● Problem description: Using the records below, transcribe word for word the stretch from the line that contains "repository c5507ad44a3be18d" through the line that contains "let latest = Latest", both end lines included, and nothing else.
-- Task input follows --
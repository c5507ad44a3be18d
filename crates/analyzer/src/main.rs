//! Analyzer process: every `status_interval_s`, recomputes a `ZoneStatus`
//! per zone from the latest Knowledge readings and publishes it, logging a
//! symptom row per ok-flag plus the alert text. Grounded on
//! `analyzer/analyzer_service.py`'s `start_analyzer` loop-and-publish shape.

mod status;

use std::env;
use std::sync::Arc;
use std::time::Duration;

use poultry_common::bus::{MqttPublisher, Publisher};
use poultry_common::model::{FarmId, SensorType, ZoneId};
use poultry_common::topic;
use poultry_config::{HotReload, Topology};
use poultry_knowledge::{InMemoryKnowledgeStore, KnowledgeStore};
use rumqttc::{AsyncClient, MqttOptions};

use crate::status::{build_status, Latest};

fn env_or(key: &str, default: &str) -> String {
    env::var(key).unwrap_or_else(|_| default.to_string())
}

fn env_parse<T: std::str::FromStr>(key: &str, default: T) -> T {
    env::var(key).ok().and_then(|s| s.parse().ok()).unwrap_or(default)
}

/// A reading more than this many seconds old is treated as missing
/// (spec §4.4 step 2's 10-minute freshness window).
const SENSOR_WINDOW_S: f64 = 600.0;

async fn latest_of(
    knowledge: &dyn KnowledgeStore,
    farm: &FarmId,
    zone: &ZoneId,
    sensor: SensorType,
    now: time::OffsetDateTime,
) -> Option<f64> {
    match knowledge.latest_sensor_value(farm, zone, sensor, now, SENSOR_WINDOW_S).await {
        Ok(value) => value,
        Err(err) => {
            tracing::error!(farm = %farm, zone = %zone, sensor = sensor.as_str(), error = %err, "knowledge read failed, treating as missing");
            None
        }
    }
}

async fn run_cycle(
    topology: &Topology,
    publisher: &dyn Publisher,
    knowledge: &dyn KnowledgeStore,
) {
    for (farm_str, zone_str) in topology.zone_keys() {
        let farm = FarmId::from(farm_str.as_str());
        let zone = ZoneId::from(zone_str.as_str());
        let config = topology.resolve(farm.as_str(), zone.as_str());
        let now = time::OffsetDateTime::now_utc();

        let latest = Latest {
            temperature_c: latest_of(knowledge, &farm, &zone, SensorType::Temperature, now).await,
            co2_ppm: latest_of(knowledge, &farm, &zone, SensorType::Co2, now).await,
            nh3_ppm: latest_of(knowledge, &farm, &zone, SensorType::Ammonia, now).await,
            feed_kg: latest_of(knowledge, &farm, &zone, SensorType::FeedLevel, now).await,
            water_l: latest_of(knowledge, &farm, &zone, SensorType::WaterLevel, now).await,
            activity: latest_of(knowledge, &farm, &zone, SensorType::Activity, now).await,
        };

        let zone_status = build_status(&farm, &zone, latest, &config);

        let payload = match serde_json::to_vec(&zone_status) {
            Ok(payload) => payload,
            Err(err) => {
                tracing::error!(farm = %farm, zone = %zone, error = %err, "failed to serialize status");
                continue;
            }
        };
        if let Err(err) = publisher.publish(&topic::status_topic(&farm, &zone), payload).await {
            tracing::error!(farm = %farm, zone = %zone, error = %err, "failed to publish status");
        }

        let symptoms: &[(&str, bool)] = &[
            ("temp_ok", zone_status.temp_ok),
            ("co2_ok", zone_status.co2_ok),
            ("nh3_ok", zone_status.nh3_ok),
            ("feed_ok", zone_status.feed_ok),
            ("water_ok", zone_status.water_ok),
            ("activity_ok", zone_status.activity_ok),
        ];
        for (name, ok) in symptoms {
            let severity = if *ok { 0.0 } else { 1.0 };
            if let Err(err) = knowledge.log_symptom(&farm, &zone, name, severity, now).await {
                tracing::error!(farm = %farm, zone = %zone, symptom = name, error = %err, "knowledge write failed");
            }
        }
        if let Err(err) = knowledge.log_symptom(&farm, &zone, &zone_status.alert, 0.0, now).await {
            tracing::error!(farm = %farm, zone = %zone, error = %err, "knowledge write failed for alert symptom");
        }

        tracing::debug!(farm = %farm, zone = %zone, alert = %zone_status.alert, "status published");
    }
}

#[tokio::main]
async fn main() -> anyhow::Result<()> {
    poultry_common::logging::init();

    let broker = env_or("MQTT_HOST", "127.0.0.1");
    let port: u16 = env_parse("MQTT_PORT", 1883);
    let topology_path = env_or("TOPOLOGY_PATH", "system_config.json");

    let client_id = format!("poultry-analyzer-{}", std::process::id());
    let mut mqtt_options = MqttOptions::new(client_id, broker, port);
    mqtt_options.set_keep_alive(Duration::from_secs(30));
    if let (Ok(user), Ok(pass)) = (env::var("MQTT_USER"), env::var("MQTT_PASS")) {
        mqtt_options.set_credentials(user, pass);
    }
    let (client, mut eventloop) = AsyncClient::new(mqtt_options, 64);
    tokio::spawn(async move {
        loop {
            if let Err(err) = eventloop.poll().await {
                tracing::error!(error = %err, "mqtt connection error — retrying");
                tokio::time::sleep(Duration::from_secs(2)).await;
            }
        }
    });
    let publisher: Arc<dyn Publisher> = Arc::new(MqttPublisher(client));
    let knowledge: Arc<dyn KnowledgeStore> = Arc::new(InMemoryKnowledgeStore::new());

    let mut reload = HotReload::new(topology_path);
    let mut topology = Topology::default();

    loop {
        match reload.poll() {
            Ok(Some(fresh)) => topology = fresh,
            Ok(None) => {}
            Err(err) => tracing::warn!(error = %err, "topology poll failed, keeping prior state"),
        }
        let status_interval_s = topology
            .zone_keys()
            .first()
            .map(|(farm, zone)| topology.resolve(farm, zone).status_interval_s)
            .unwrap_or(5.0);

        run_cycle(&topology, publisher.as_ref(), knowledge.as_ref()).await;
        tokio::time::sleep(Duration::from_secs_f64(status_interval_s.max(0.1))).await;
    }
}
-- Task input concluded --
-- Task input follows --
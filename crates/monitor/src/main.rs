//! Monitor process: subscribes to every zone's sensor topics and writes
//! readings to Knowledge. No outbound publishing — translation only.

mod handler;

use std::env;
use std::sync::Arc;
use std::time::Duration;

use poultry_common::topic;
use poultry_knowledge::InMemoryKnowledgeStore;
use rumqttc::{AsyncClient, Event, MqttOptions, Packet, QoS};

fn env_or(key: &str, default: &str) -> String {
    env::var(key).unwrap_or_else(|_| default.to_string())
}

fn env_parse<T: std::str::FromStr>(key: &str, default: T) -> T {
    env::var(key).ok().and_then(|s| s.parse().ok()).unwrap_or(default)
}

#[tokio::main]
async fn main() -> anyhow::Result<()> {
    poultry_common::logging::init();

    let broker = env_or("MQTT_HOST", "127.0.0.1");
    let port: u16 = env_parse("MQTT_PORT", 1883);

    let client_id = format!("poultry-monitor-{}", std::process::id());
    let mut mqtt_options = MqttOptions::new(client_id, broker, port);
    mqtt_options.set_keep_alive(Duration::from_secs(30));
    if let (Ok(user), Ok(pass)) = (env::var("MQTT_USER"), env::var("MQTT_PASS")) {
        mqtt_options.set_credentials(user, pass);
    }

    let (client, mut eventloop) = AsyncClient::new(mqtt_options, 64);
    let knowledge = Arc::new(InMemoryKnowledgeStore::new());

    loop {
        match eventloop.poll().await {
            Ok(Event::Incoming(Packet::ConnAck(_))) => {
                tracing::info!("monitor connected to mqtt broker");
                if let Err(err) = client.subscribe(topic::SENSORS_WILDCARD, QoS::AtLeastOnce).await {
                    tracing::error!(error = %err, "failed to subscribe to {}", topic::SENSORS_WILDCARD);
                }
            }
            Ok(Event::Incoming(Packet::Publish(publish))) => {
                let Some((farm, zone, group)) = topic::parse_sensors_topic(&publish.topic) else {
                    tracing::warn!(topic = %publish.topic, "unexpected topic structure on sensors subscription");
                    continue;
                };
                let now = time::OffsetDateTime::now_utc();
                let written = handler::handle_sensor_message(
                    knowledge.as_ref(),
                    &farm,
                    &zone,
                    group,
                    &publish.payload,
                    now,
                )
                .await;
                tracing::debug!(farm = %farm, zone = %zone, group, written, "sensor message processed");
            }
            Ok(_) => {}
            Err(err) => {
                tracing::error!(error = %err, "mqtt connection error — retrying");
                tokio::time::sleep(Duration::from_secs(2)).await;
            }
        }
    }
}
-- Task input concluded --
● Output for this task:
repository c5507ad44a3be18d
filename crates/analyzer/src/main.rs
//! Analyzer process: every `status_interval_s`, recomputes a `ZoneStatus`
//! per zone from the latest Knowledge readings and publishes it, logging a
//! symptom row per ok-flag plus the alert text. Grounded on
//! `analyzer/analyzer_service.py`'s `start_analyzer` loop-and-publish shape.

mod status;

use std::env;
use std::sync::Arc;
use std::time::Duration;

use poultry_common::bus::{MqttPublisher, Publisher};
use poultry_common::model::{FarmId, SensorType, ZoneId};
use poultry_common::topic;
use poultry_config::{HotReload, Topology};
use poultry_knowledge::{InMemoryKnowledgeStore, KnowledgeStore};
use rumqttc::{AsyncClient, MqttOptions};

use crate::status::{build_status, Latest};

fn env_or(key: &str, default: &str) -> String {
    env::var(key).unwrap_or_else(|_| default.to_string())
}

fn env_parse<T: std::str::FromStr>(key: &str, default: T) -> T {
    env::var(key).ok().and_then(|s| s.parse().ok()).unwrap_or(default)
}

/// A reading more than this many seconds old is treated as missing
/// (spec §4.4 step 2's 10-minute freshness window).
const SENSOR_WINDOW_S: f64 = 600.0;

async fn latest_of(
    knowledge: &dyn KnowledgeStore,
    farm: &FarmId,
    zone: &ZoneId,
    sensor: SensorType,
    now: time::OffsetDateTime,
) -> Option<f64> {
    match knowledge.latest_sensor_value(farm, zone, sensor, now, SENSOR_WINDOW_S).await {
        Ok(value) => value,
        Err(err) => {
            tracing::error!(farm = %farm, zone = %zone, sensor = sensor.as_str(), error = %err, "knowledge read failed, treating as missing");
            None
        }
    }
}

async fn run_cycle(
    topology: &Topology,
    publisher: &dyn Publisher,
    knowledge: &dyn KnowledgeStore,
) {
    for (farm_str, zone_str) in topology.zone_keys() {
        let farm = FarmId::from(farm_str.as_str());
        let zone = ZoneId::from(zone_str.as_str());
        let config = topology.resolve(farm.as_str(), zone.as_str());
        let now = time::OffsetDateTime::now_utc();

        let latest = Latest {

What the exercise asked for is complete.